:: DATASET ENTRIES

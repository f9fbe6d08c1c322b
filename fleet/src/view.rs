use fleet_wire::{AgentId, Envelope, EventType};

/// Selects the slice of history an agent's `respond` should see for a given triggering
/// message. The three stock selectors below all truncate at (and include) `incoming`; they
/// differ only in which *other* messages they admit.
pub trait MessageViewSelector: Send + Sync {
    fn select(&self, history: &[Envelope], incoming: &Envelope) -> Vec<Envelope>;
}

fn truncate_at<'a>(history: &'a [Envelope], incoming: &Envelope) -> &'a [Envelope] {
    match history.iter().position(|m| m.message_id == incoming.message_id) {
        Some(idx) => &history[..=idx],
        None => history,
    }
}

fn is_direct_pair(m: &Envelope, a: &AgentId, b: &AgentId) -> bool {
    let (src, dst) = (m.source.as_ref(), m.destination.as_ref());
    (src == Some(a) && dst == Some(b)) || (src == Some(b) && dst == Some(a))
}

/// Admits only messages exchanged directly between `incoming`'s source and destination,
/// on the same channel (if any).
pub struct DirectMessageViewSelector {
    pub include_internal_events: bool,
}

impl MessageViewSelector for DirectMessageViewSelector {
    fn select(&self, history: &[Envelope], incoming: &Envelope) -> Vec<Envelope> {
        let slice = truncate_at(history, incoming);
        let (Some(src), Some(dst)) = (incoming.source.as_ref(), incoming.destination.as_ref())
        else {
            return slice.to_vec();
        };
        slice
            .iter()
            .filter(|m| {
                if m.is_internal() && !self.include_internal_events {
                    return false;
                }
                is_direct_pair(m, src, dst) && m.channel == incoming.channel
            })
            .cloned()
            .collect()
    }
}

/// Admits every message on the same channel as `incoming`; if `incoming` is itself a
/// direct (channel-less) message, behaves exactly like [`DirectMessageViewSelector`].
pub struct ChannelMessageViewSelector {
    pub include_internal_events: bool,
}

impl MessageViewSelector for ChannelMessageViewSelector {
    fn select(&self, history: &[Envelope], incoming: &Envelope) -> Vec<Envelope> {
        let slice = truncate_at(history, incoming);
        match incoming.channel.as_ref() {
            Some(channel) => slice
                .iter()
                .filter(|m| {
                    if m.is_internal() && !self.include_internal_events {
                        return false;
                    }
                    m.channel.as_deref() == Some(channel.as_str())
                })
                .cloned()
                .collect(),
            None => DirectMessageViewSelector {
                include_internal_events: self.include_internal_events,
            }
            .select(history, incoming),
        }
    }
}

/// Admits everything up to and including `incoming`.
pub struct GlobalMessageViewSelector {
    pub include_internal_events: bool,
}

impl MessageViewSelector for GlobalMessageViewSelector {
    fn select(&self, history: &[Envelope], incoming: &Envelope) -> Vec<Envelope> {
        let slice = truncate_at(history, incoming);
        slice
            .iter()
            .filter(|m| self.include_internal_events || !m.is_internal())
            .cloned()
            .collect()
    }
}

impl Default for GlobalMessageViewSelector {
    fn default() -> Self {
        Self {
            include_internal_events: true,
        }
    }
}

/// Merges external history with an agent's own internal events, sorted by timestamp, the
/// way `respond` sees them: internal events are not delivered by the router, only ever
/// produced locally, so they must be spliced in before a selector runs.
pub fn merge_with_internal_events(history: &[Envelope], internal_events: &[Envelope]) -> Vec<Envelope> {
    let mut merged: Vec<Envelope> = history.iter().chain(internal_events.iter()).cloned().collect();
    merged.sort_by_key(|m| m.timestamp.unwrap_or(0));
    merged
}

::::
:: DATASET ENTRIES

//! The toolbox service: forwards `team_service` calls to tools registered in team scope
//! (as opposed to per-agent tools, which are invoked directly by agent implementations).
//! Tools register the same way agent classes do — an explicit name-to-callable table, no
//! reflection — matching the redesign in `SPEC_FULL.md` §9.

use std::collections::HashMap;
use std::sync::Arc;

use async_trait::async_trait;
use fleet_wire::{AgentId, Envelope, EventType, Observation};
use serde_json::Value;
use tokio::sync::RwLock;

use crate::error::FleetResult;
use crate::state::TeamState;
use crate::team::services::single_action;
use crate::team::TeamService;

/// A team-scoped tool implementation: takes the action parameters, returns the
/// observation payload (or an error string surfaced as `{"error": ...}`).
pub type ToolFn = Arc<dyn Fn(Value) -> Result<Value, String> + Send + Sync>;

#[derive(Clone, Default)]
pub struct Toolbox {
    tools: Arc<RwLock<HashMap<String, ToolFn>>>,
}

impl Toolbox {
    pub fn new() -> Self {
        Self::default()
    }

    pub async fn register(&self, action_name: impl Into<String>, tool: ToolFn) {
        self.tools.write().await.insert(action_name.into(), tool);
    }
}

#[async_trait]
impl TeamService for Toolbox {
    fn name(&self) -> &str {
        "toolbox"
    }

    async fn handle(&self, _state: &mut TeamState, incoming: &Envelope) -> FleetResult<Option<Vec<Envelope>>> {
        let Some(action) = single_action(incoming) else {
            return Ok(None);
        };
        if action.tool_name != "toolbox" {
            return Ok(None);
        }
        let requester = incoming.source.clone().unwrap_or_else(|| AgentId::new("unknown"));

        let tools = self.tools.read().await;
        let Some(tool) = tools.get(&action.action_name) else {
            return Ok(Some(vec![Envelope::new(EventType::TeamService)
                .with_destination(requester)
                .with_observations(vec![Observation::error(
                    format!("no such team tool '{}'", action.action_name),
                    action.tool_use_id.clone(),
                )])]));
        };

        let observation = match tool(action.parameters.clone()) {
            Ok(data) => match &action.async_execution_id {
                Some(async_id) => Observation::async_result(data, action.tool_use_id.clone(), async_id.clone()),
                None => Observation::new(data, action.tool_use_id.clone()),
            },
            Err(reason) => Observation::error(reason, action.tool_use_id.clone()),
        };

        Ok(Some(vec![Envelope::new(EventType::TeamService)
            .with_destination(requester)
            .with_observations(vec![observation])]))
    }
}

::::

== WORK REQUEST ==
In the records above, the line with "None => DirectMessageViewSelector" marks the start and the line with "Admits everything up" marks the end; copy that stretch exactly, both lines included, and nothing else.

== ANSWER SPACE ==
            None => DirectMessageViewSelector {
                include_internal_events: self.include_internal_events,
            }
            .select(history, incoming),
        }
    }
}

/// Admits everything up to and including `incoming`.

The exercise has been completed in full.